• [Assignment]:
Both the line below containing "and its builder." and the line containing "use crate::error::SessionError;", along with every line between them, should be repeated exactly; no other line belongs in the answer.

• [Supplied records]:
※ ※ ※
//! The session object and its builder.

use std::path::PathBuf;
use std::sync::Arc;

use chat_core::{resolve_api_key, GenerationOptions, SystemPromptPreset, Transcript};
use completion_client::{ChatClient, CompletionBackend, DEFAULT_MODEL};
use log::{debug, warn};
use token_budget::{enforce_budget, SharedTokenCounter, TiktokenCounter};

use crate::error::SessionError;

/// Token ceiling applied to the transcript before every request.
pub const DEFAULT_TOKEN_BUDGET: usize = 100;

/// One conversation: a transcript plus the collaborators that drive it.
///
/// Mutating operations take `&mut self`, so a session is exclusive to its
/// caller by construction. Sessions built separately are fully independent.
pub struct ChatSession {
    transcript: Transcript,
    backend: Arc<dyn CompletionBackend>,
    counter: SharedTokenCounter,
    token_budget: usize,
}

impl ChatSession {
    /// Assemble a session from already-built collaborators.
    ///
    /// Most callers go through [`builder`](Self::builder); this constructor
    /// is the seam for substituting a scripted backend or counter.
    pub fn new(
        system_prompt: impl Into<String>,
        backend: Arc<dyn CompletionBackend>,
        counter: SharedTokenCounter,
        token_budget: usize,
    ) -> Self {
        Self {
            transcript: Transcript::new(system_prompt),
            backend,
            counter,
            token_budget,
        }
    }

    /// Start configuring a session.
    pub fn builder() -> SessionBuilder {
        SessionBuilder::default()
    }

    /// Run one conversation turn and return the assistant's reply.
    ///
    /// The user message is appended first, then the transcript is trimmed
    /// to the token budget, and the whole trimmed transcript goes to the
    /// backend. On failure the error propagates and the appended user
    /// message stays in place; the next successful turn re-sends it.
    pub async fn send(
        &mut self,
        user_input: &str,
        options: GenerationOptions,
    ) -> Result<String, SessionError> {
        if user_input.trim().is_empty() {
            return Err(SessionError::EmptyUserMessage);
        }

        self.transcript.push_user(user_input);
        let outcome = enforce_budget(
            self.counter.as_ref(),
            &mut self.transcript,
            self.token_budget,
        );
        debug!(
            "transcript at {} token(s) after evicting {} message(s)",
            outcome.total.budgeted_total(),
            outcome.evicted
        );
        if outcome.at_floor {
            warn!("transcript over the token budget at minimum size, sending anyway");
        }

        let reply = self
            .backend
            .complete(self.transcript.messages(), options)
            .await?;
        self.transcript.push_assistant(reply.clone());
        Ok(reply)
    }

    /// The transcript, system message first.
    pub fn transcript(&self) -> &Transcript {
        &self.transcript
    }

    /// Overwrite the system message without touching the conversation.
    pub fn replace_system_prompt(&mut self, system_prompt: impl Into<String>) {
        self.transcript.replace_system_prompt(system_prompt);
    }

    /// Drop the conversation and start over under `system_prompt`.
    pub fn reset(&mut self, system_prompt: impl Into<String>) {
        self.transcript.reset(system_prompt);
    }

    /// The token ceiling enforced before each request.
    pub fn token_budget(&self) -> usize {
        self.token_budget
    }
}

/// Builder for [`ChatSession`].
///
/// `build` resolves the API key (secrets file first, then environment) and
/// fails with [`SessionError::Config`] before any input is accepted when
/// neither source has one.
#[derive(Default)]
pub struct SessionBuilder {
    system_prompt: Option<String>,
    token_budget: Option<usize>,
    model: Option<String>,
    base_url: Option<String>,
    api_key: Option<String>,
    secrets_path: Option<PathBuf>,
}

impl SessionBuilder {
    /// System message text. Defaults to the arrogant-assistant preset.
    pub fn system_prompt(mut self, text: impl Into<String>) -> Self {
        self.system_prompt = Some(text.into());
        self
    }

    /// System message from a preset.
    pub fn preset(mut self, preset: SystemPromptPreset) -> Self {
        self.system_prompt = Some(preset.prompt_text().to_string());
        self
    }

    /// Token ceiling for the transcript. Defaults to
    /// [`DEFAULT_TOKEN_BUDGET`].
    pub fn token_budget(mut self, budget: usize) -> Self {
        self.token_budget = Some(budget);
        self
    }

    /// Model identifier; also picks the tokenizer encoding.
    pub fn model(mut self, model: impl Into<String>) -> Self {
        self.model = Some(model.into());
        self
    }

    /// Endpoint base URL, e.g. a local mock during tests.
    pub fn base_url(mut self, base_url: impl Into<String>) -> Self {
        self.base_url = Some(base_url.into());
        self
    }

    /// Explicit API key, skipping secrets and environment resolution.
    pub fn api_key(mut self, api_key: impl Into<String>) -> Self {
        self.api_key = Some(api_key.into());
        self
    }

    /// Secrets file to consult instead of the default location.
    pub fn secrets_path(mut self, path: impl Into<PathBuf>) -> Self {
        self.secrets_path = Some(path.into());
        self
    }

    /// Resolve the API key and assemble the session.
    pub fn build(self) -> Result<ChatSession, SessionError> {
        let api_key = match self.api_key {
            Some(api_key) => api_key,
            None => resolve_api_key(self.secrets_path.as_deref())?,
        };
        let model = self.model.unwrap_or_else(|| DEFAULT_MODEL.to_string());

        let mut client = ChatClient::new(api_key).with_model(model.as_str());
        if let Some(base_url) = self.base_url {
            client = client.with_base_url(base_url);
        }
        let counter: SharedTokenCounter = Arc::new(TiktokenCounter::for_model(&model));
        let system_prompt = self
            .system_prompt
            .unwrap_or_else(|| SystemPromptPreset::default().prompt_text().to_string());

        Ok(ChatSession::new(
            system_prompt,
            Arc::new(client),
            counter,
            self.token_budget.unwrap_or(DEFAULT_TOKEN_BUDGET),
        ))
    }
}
※ ※ ※
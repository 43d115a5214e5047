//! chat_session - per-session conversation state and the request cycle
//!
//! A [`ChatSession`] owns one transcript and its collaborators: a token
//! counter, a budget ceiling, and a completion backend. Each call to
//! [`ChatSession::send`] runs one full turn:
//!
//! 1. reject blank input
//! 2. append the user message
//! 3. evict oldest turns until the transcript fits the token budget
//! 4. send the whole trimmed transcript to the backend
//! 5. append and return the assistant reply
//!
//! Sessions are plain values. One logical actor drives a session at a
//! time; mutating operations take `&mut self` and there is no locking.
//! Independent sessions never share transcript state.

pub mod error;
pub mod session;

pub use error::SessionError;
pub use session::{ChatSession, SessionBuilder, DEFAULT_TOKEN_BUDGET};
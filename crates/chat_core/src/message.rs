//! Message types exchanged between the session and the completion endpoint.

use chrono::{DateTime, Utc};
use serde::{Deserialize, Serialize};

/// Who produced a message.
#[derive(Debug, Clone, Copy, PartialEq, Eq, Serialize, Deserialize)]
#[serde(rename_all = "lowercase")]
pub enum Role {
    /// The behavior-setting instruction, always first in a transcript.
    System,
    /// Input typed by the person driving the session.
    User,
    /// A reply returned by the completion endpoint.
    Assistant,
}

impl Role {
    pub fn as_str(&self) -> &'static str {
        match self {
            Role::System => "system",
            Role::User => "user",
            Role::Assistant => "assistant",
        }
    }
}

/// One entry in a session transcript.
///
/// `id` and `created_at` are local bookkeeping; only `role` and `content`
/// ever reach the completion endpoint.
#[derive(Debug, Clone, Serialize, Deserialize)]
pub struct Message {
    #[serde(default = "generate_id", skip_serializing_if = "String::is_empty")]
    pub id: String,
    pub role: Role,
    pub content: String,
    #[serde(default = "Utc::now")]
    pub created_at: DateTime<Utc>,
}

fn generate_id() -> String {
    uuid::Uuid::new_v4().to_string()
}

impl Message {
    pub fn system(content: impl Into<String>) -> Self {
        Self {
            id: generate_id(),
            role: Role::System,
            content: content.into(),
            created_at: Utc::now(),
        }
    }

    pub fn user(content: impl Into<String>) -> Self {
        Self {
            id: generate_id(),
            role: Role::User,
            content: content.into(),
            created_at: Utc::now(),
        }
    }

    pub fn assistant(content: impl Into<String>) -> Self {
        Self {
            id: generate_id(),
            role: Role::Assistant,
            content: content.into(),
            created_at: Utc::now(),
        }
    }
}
※ ※ ※
• [Result]:
//! The session object and its builder.

use std::path::PathBuf;
use std::sync::Arc;

use chat_core::{resolve_api_key, GenerationOptions, SystemPromptPreset, Transcript};
use completion_client::{ChatClient, CompletionBackend, DEFAULT_MODEL};
use log::{debug, warn};
use token_budget::{enforce_budget, SharedTokenCounter, TiktokenCounter};

use crate::error::SessionError;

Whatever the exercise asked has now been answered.